#### [Try it]
Look through the lines below and extract each one that contains "while".

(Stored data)
■ ■ ■
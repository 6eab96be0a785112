//! End-to-end playback walkthrough against the simulated channel.
//!
//! Run with:
//! ```sh
//! cargo run -p core-playback --example playback_demo
//! ```

use anyhow::Result;
use bridge_desktop::SimulatedChannel;
use bridge_traits::MediaChannel;
use core_playback::PlaybackSession;
use core_runtime::events::EventBus;
use core_runtime::logging::{init_logging, LogFormat, LoggingConfig};
use std::sync::Arc;
use std::time::Duration;

#[tokio::main]
async fn main() -> Result<()> {
    init_logging(
        LoggingConfig::default()
            .with_format(LogFormat::Pretty)
            .with_filter("core_playback=debug,bridge_desktop=debug"),
    )?;

    // Fast-forwarded clock: every 50ms tick advances the play head by three
    // seconds, so a three-minute clip plays out in a few wall-clock seconds.
    let channel: Arc<dyn MediaChannel> = Arc::new(
        SimulatedChannel::new()
            .with_clip_length("/audio/sax.ogg", 186.0)
            .with_clip_length("/audio/rain.ogg", 152.0)
            .with_broken("/audio/missing.ogg")
            .with_tick(Duration::from_millis(50), 3.0),
    );

    let bus = EventBus::default();
    let mut events = bus.subscribe();
    tokio::spawn(async move {
        while let Ok(event) = events.recv().await {
            println!("[event] {}", event.description());
        }
    });

    let session = PlaybackSession::with_events(channel, bus);
    let mut states = session.subscribe();

    println!("--> play clip-4");
    session.play("clip-4", "/audio/sax.ogg").await;
    watch_progress(&mut states, Duration::from_secs(1)).await;

    println!("--> seek to 80%");
    session.seek(0.8);
    watch_progress(&mut states, Duration::from_secs(1)).await;

    println!("--> toggle pauses the playing clip");
    session.toggle("clip-4", "/audio/sax.ogg").await;
    println!("    state: {:?}", session.state());

    println!("--> toggling another clip replaces it");
    session.toggle("clip-9", "/audio/rain.ogg").await;
    watch_progress(&mut states, Duration::from_secs(1)).await;

    println!("--> a broken source degrades to paused, no error raised");
    session.play("clip-0", "/audio/missing.ogg").await;
    println!("    state: {:?}", session.state());

    Ok(())
}

async fn watch_progress(
    states: &mut tokio::sync::watch::Receiver<core_playback::SessionState>,
    window: Duration,
) {
    let deadline = tokio::time::Instant::now() + window;
    while tokio::time::timeout_at(deadline, states.changed()).await.is_ok() {
        let state = states.borrow().clone();
        println!(
            "    {:>6.1}s / {:>6.1}s  playing={}",
            state.current_time, state.duration, state.is_playing
        );
    }
}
■ ■ ■
#### [Problem solution]
        while let Ok(event) = events.recv().await {
    while tokio::time::timeout_at(deadline, states.changed()).await.is_ok() {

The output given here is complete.